Miss Yates (the pooch, not her mum) also unceremoniously troughed her way through a decorated birthday bun, or iced woofin, as the manufacturer quirkily named this treat. Subsequently, although an understated occasion, the diva’s (still Coco, not her mum) special day wasn’t bereft of a treat or two.

As well as a birthday bun, Cokes’ anniversary of arrival on this dysfunctional planet saw her dine well on roast beef and dry food mix drizzled with joue de boeuf.

The little lady’s 7am walk in the morning saw a celebratory roll in a local park’s mud patch. Overnight rain ensuring old porky returned back into Chaz Strachan resembling more a lab/hippo cross than her actual breeding.

As I commence this paragraph it’s over 24 hours since I wrote the first 200 words of this blog. A variety of distractions, chores and lack of motivation a heady brew delaying the pieces conclusion. Among these lifestyle interruptions was chauffeuring my mum to the memory clinic. A consultation which ironically was a reschedule of a previous appointment which yours truly laxly forgot about.

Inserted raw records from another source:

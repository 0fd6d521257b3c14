// Criterion benchmarks for Aura Twin

use criterion::{black_box, criterion_group, criterion_main, BenchmarkId, Criterion};
use aura_twin::core::{build_match_card, score, simulate_transcript, Matcher};
use aura_twin::models::{AuraProfile, SocialSpeed};
use aura_twin::services::demo_profiles;

fn create_candidate(id: usize, template: &AuraProfile) -> AuraProfile {
    let mut profile = template.clone();
    profile.id = format!("user_{}", id);
    profile.user_id = profile.id.clone();
    profile.display_name = format!("User {}", id);
    profile.aura.introversion_level = 1 + (id % 10) as i32;
    profile.aura.social_speed = match id % 3 {
        0 => SocialSpeed::Slow,
        1 => SocialSpeed::Normal,
        _ => SocialSpeed::Fast,
    };
    profile
}

fn bench_score(c: &mut Criterion) {
    let profiles = demo_profiles();
    let a = profiles[0].twin();
    let b = profiles[2].twin();

    c.bench_function("score", |bench| {
        bench.iter(|| score(black_box(&a), black_box(&b)));
    });

    c.bench_function("match_card", |bench| {
        bench.iter(|| build_match_card(black_box(&a), black_box(&b)));
    });

    c.bench_function("simulate_transcript", |bench| {
        bench.iter(|| simulate_transcript(black_box(&a), black_box(&b), black_box(6)));
    });
}

fn bench_ranking(c: &mut Criterion) {
    let matcher = Matcher::with_default_weights();
    let profiles = demo_profiles();
    let viewer = profiles[0].clone();
    let exclude: Vec<String> = Vec::new();

    let mut group = c.benchmark_group("ranking");

    for candidate_count in [10, 50, 100, 500, 1000].iter() {
        let candidates: Vec<AuraProfile> = (0..*candidate_count)
            .map(|i| create_candidate(i, &profiles[i % profiles.len()]))
            .collect();

        group.bench_with_input(
            BenchmarkId::new("rank_candidates", candidate_count),
            candidate_count,
            |bench, _| {
                bench.iter(|| {
                    matcher.rank_candidates(
                        black_box(&viewer),
                        black_box(candidates.clone()),
                        black_box(&exclude),
                        black_box(20),
                    )
                });
            },
        );
    }

    group.finish();
}

criterion_group!(benches, bench_score, bench_ranking);

criterion_main!(benches);
use config::{Config, ConfigError, Environment, File};
use serde::Deserialize;
use std::path::Path;

use crate::models::ScoringWeights;

/// Application configuration
#[derive(Debug, Clone, Default, Deserialize)]
pub struct Settings {
    #[serde(default)]
    pub server: ServerSettings,
    #[serde(default)]
    pub matching: MatchingSettings,
    #[serde(default)]
    pub scoring: ScoringSettings,
    #[serde(default)]
    pub logging: LoggingSettings,
}

#[derive(Debug, Clone, Deserialize)]
pub struct ServerSettings {
    #[serde(default = "default_host")]
    pub host: String,
    #[serde(default = "default_port")]
    pub port: u16,
    pub workers: Option<usize>,
}

impl Default for ServerSettings {
    fn default() -> Self {
        Self {
            host: default_host(),
            port: default_port(),
            workers: None,
        }
    }
}

fn default_host() -> String { "0.0.0.0".to_string() }
fn default_port() -> u16 { 8080 }

#[derive(Debug, Clone, Deserialize)]
pub struct MatchingSettings {
    #[serde(default = "default_limit")]
    pub default_limit: u16,
    #[serde(default = "default_max_limit")]
    pub max_limit: u16,
    #[serde(default = "default_transcript_turns")]
    pub transcript_turns: usize,
    #[serde(default)]
    pub seed_demo_profiles: bool,
}

impl Default for MatchingSettings {
    fn default() -> Self {
        Self {
            default_limit: default_limit(),
            max_limit: default_max_limit(),
            transcript_turns: default_transcript_turns(),
            seed_demo_profiles: false,
        }
    }
}

fn default_limit() -> u16 { 20 }
fn default_max_limit() -> u16 { 100 }
fn default_transcript_turns() -> usize { 6 }

#[derive(Debug, Clone, Default, Deserialize)]
pub struct ScoringSettings {
    #[serde(default)]
    pub weights: WeightsConfig,
}

#[derive(Debug, Clone, Deserialize)]
pub struct WeightsConfig {
    #[serde(default = "default_baseline")]
    pub baseline: f64,
    #[serde(default = "default_goal_weight")]
    pub goal: f64,
    #[serde(default = "default_vibe_weight")]
    pub vibe: f64,
    #[serde(default = "default_topic_weight")]
    pub topic: f64,
    #[serde(default = "default_conflict_penalty")]
    pub conflict: f64,
    #[serde(default = "default_introversion_penalty")]
    pub introversion: f64,
    #[serde(default = "default_speed_clash_penalty")]
    pub speed_clash: f64,
    #[serde(default = "default_speed_drift_penalty")]
    pub speed_drift: f64,
    #[serde(default = "default_green_flag_weight")]
    pub green_flag: f64,
    #[serde(default = "default_red_flag_penalty")]
    pub red_flag: f64,
}

impl Default for WeightsConfig {
    fn default() -> Self {
        Self {
            baseline: default_baseline(),
            goal: default_goal_weight(),
            vibe: default_vibe_weight(),
            topic: default_topic_weight(),
            conflict: default_conflict_penalty(),
            introversion: default_introversion_penalty(),
            speed_clash: default_speed_clash_penalty(),
            speed_drift: default_speed_drift_penalty(),
            green_flag: default_green_flag_weight(),
            red_flag: default_red_flag_penalty(),
        }
    }
}

fn default_baseline() -> f64 { 50.0 }
fn default_goal_weight() -> f64 { 8.0 }
fn default_vibe_weight() -> f64 { 6.0 }
fn default_topic_weight() -> f64 { 4.0 }
fn default_conflict_penalty() -> f64 { 10.0 }
fn default_introversion_penalty() -> f64 { 2.0 }
fn default_speed_clash_penalty() -> f64 { 8.0 }
fn default_speed_drift_penalty() -> f64 { 2.0 }
fn default_green_flag_weight() -> f64 { 3.0 }
fn default_red_flag_penalty() -> f64 { 5.0 }

impl From<&WeightsConfig> for ScoringWeights {
    fn from(config: &WeightsConfig) -> Self {
        Self {
            baseline: config.baseline,
            goal: config.goal,
            vibe: config.vibe,
            topic: config.topic,
            conflict: config.conflict,
            introversion: config.introversion,
            speed_clash: config.speed_clash,
            speed_drift: config.speed_drift,
            green_flag: config.green_flag,
            red_flag: config.red_flag,
        }
    }
}

#[derive(Debug, Clone, Deserialize)]
pub struct LoggingSettings {
    #[serde(default = "default_log_level")]
    pub level: String,
    #[serde(default = "default_log_format")]
    pub format: String,
}

impl Default for LoggingSettings {
    fn default() -> Self {
        Self {
            level: default_log_level(),
            format: default_log_format(),
        }
    }
}

fn default_log_level() -> String { "info".to_string() }
fn default_log_format() -> String { "compact".to_string() }

impl Settings {
    /// Load configuration from file and environment variables
    ///
    /// Configuration is loaded in the following order (later overrides earlier):
    /// 1. Default values in the struct
    /// 2. Configuration file (config/default.toml)
    /// 3. Local overrides (config/local.toml)
    /// 4. Environment variables (prefixed with AURA_)
    pub fn load() -> Result<Self, ConfigError> {
        Config::builder()
            .add_source(File::with_name("config/default").required(false))
            .add_source(File::with_name("config/local").required(false))
            // e.g., AURA__SERVER__PORT -> server.port
            .add_source(environment())
            .build()?
            .try_deserialize()
    }

    /// Load configuration from a custom path
    pub fn load_from<P: AsRef<Path>>(path: P) -> Result<Self, ConfigError> {
        Config::builder()
            .add_source(File::from(path.as_ref()))
            .add_source(environment())
            .build()?
            .try_deserialize()
    }

    pub fn scoring_weights(&self) -> ScoringWeights {
        ScoringWeights::from(&self.scoring.weights)
    }
}

fn environment() -> Environment {
    Environment::with_prefix("AURA")
        .prefix_separator("__")
        .separator("__")
        .try_parsing(true)
}
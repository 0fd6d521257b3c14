// Service exports
pub mod match_service;
pub mod seed;
pub mod store;

pub use match_service::{LikeOutcome, MatchService, MatchServiceError};
pub use seed::demo_profiles;
pub use store::{InMemoryStore, ProfileStore, StoreError};
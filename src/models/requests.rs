use serde::{Deserialize, Serialize};
use validator::Validate;

use crate::models::domain::TwinProfile;

/// Two twins to compare
#[derive(Debug, Clone, Serialize, Deserialize)]
#[serde(rename_all = "camelCase")]
pub struct TwinPairRequest {
    pub twin_a: TwinProfile,
    pub twin_b: TwinProfile,
}

/// Request to simulate a twin conversation
#[derive(Debug, Clone, Serialize, Deserialize)]
#[serde(rename_all = "camelCase")]
pub struct TranscriptRequest {
    pub twin_a: TwinProfile,
    pub twin_b: TwinProfile,
    #[serde(default)]
    pub max_turns: Option<usize>,
}

/// Request to rank the discover feed
#[derive(Debug, Clone, Serialize, Deserialize, Validate)]
pub struct DiscoverRequest {
    #[validate(length(min = 1))]
    #[serde(alias = "user_id", rename = "userId")]
    pub user_id: String,
    #[serde(default)]
    pub limit: Option<u16>,
    #[serde(default)]
    #[serde(alias = "exclude_user_ids", rename = "excludeUserIds")]
    pub exclude_user_ids: Vec<String>,
}

/// Request to like another profile
#[derive(Debug, Clone, Serialize, Deserialize, Validate)]
pub struct LikeRequest {
    #[validate(length(min = 1))]
    #[serde(alias = "user_id", rename = "userId")]
    pub user_id: String,
    #[validate(length(min = 1))]
    #[serde(alias = "target_user_id", rename = "targetUserId")]
    pub target_user_id: String,
}

/// Query string for listing a user's matches
#[derive(Debug, Clone, Serialize, Deserialize)]
pub struct MatchesQuery {
    #[serde(alias = "user_id", rename = "userId")]
    pub user_id: String,
}
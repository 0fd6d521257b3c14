use crate::core::narrative::narrate;
use crate::core::overlap::{exact_overlap_count, intersects, overlap_count};
use crate::models::{CompatibilityLabel, MatchResult, ScoringWeights, SocialSpeed, TwinProfile};

/// Social-speed relationship between two twins
#[derive(Debug, Clone, Copy, PartialEq, Eq)]
pub enum SpeedMismatch {
    /// Same speed
    Aligned,
    /// Any mismatch other than slow against fast
    Drift,
    /// Exactly {slow, fast}
    Clash,
}

impl SpeedMismatch {
    pub fn between(a: SocialSpeed, b: SocialSpeed) -> Self {
        match (a, b) {
            _ if a == b => SpeedMismatch::Aligned,
            (SocialSpeed::Slow, SocialSpeed::Fast) | (SocialSpeed::Fast, SocialSpeed::Slow) => {
                SpeedMismatch::Clash
            }
            _ => SpeedMismatch::Drift,
        }
    }
}

/// Raw overlap counts and differences behind a compatibility score
#[derive(Debug, Clone, Copy, PartialEq, Eq)]
pub struct ScoreBreakdown {
    pub goal_overlap: usize,
    pub vibe_overlap: usize,
    pub like_overlap: usize,
    /// A likes something B avoids
    pub conflict_a_to_b: bool,
    /// B likes something A avoids
    pub conflict_b_to_a: bool,
    pub intro_diff: i64,
    pub speed: SpeedMismatch,
    pub green_resonance: usize,
    pub red_resonance: usize,
}

impl ScoreBreakdown {
    pub fn between(a: &TwinProfile, b: &TwinProfile) -> Self {
        let intro_diff =
            (i64::from(a.introversion_level) - i64::from(b.introversion_level)).abs();

        Self {
            goal_overlap: exact_overlap_count(&a.goals, &b.goals),
            vibe_overlap: overlap_count(&a.vibe_words, &b.vibe_words),
            like_overlap: overlap_count(&a.topics_like, &b.topics_like),
            conflict_a_to_b: intersects(&a.topics_like, &b.topics_avoid),
            conflict_b_to_a: intersects(&b.topics_like, &a.topics_avoid),
            intro_diff,
            speed: SpeedMismatch::between(a.social_speed, b.social_speed),
            green_resonance: overlap_count(&a.green_flags, &b.vibe_words)
                + overlap_count(&b.green_flags, &a.vibe_words),
            red_resonance: overlap_count(&a.red_flags, &b.vibe_words)
                + overlap_count(&b.red_flags, &a.vibe_words),
        }
    }

    pub fn has_topic_conflict(&self) -> bool {
        self.conflict_a_to_b || self.conflict_b_to_a
    }

    /// Unclamped additive score
    ///
    /// Each conflict direction is penalized on its own, while flag resonance
    /// sums both directions into one term.
    pub fn raw_score(&self, weights: &ScoringWeights) -> f64 {
        let mut score = weights.baseline;

        score += weights.goal * self.goal_overlap as f64;
        score += weights.vibe * self.vibe_overlap as f64;
        score += weights.topic * self.like_overlap as f64;

        if self.conflict_a_to_b {
            score -= weights.conflict;
        }
        if self.conflict_b_to_a {
            score -= weights.conflict;
        }

        score -= weights.introversion * self.intro_diff as f64;

        score -= match self.speed {
            SpeedMismatch::Aligned => 0.0,
            SpeedMismatch::Drift => weights.speed_drift,
            SpeedMismatch::Clash => weights.speed_clash,
        };

        score += weights.green_flag * self.green_resonance as f64;
        score -= weights.red_flag * self.red_resonance as f64;

        score
    }
}

/// Score, label and the counts they were derived from
#[derive(Debug, Clone, Copy, PartialEq, Eq)]
pub struct Compatibility {
    pub score: u8,
    pub label: CompatibilityLabel,
    pub breakdown: ScoreBreakdown,
}

impl Compatibility {
    pub fn assess(a: &TwinProfile, b: &TwinProfile, weights: &ScoringWeights) -> Self {
        let breakdown = ScoreBreakdown::between(a, b);
        let score = normalize_score(breakdown.raw_score(weights));

        tracing::trace!(
            "Scored {} x {}: {} ({:?})",
            a.display_name,
            b.display_name,
            score,
            breakdown
        );

        Self {
            score,
            label: CompatibilityLabel::from_score(score),
            breakdown,
        }
    }
}

/// Round to the nearest integer and clamp to 0-100
#[inline]
fn normalize_score(raw: f64) -> u8 {
    raw.round().clamp(0.0, 100.0) as u8
}

/// Score two twins with the default weights
///
/// Pure and deterministic: identical inputs always produce identical results,
/// and the numeric score is symmetric in its arguments.
pub fn score(a: &TwinProfile, b: &TwinProfile) -> MatchResult {
    score_with_weights(a, b, &ScoringWeights::default())
}

pub fn score_with_weights(a: &TwinProfile, b: &TwinProfile, weights: &ScoringWeights) -> MatchResult {
    let compatibility = Compatibility::assess(a, b, weights);
    let narrative = narrate(a, b, &compatibility);

    MatchResult {
        compatibility_score: compatibility.score,
        compatibility_label: compatibility.label,
        match_reasons: narrative.reasons,
        risk_flags: narrative.risks,
        suggested_opening_for_user_a: narrative.opener_a,
        suggested_opening_for_user_b: narrative.opener_b,
        aura_to_user_summary_a: narrative.summary_a,
        aura_to_user_summary_b: narrative.summary_b,
    }
}
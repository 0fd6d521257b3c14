// Model exports
pub mod domain;
pub mod profile;
pub mod requests;
pub mod responses;

pub use domain::{
    ordered_pair, CompatibilityLabel, MatchCard, MatchLike, MatchPair, MatchResult, Narrative,
    ScoredCandidate, ScoringWeights, SocialSpeed, Speaker, TranscriptResult, TranscriptTurn,
    TwinIntro, TwinProfile,
};
pub use profile::{
    migrate_legacy, AuraPersonality, AuraProfile, DatingProfile, LegacyProfile,
    MatchGenderPreference, MatchPreferences, MigrationError, ProfileDocument, RelationshipIntent,
};
pub use requests::{DiscoverRequest, LikeRequest, MatchesQuery, TranscriptRequest, TwinPairRequest};
pub use responses::{
    DiscoverResponse, ErrorResponse, HealthResponse, LikeResponse, MatchWithProfile,
    MatchesResponse,
};
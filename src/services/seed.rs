use crate::models::{
    AuraPersonality, AuraProfile, DatingProfile, MatchGenderPreference, MatchPreferences,
    RelationshipIntent, SocialSpeed,
};

struct DemoTwin<'a> {
    uid: &'a str,
    display_name: &'a str,
    country: &'a str,
    introversion_level: i32,
    goals: &'a [&'a str],
    vibe_words: &'a [&'a str],
    topics_like: &'a [&'a str],
    topics_avoid: &'a [&'a str],
    social_speed: SocialSpeed,
    hard_boundaries: &'a [&'a str],
    green_flags: &'a [&'a str],
    red_flags: &'a [&'a str],
    summary: &'a str,
    relationship_intent: RelationshipIntent,
    preferred_genders: MatchGenderPreference,
}

fn strings(items: &[&str]) -> Vec<String> {
    items.iter().map(|s| s.to_string()).collect()
}

impl DemoTwin<'_> {
    fn build(&self) -> AuraProfile {
        AuraProfile {
            id: self.uid.to_string(),
            user_id: self.uid.to_string(),
            display_name: self.display_name.to_string(),
            aura: AuraPersonality {
                introversion_level: self.introversion_level,
                goals: strings(self.goals),
                vibe_words: strings(self.vibe_words),
                topics_like: strings(self.topics_like),
                topics_avoid: strings(self.topics_avoid),
                social_speed: self.social_speed,
                hard_boundaries: strings(self.hard_boundaries),
                green_flags: strings(self.green_flags),
                red_flags: strings(self.red_flags),
                what_feels_safe: None,
                what_should_people_know: None,
                summary: self.summary.to_string(),
            },
            dating: DatingProfile {
                country: Some(self.country.to_string()),
                bio: Some(self.summary.to_string()),
                interests: strings(self.topics_like),
                relationship_intent: Some(self.relationship_intent),
                ..DatingProfile::default()
            },
            preferences: MatchPreferences {
                preferred_genders: self.preferred_genders,
                relationship_intent: Some(self.relationship_intent),
                ..MatchPreferences::default()
            },
            avatar_url: None,
        }
    }
}

/// Demo profiles for a fresh discover feed
pub fn demo_profiles() -> Vec<AuraProfile> {
    [
        DemoTwin {
            uid: "demo_lina",
            display_name: "Lina",
            country: "Germany",
            introversion_level: 6,
            goals: &["friends", "practice_talking"],
            vibe_words: &["thoughtful", "kind", "curious"],
            topics_like: &["art", "music", "late-night walks"],
            topics_avoid: &["politics"],
            social_speed: SocialSpeed::Slow,
            hard_boundaries: &["no explicit content", "no heavy drama"],
            green_flags: &["honesty", "emotional maturity"],
            red_flags: &["ghosting", "mocking others"],
            summary: "Quiet, gentle energy. Loves late-night walks, music, and people who move slowly.",
            relationship_intent: RelationshipIntent::OpenToSee,
            preferred_genders: MatchGenderPreference::Any,
        },
        DemoTwin {
            uid: "demo_samir",
            display_name: "Samir",
            country: "Turkey",
            introversion_level: 4,
            goals: &["friends", "serious_relationship"],
            vibe_words: &["warm", "protective", "sarcastic"],
            topics_like: &["football", "anime", "coffee shops"],
            topics_avoid: &["unnecessary drama"],
            social_speed: SocialSpeed::Normal,
            hard_boundaries: &["no yelling", "no ghosting"],
            green_flags: &["clear communication", "effort"],
            red_flags: &["games", "ego fights"],
            summary: "Warm but sarcastic, secretly soft. Loves quiet coffee dates and late-night Discord calls.",
            relationship_intent: RelationshipIntent::SeriousRelationship,
            preferred_genders: MatchGenderPreference::Women,
        },
        DemoTwin {
            uid: "demo_aya",
            display_name: "Aya",
            country: "Hungary",
            introversion_level: 8,
            goals: &["practice_talking"],
            vibe_words: &["shy", "observant", "sweet"],
            topics_like: &["books", "cozy games", "cats"],
            topics_avoid: &["loud parties"],
            social_speed: SocialSpeed::Slow,
            hard_boundaries: &["no pressure to call", "no yelling"],
            green_flags: &["patience", "gentle teasing"],
            red_flags: &["pushiness"],
            summary: "Soft introvert who prefers cozy nights, cats, and people who text gently.",
            relationship_intent: RelationshipIntent::FriendsOnly,
            preferred_genders: MatchGenderPreference::Any,
        },
    ]
    .iter()
    .map(DemoTwin::build)
    .collect()
}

After the hour long meeting with the doctor my mum received an official diagnosis she’s suffering from the onset of vascular dementia. An announcement which was greeted with the usual stoicism Maggie (my mother) shows during stark episodes.

Her responses including the noble, but somewhat predictably rose tinted, disclosure to the doctor that everyone had been very nice and “These things are sent to try us.” Honourable sentiments which’ll help on her degenerative odyssey, regardless of their futility.

If nothing else, mum’s penchant for judging events/episodes from a baseline of positivity will ease her journey after her dreadful diagnosis. This confirmation also driving home to me how, even if she attains near normal mobility post-stroke, I’ll have to remain the old lady’s full-time carer for the rest of Maggie’s life. Dementia only goes one way; and it isn’t a positive path her existential Sat Nav has guided her along.

Living with a parent(s) is tough anyhow, regardless if they’re in decent health – However, being their full-time carer takes stress and frustration levels into another orbit. And if truth be told, with my mum and me oft clashing verbally, full-time care work and GJ Strachan isn’t a marriage made in heaven.

That being said, I do realise my intolerance to Mrs S seniors overly saccharin approach to existence has got to stop immediately. Cutting her slack for her words/actions which ‘press my buttons’. After all, if I’m struggling now, god knows what my mental state’ll be like when she degenerates further….. Episodes which, if truth be told, I’m dreading.

With having no experience of living with this terrible degenerative illness, the family matriarch and her supporting brood are entering unchartered waters. None of us know what to expect. We do know, though, it won’t be pretty.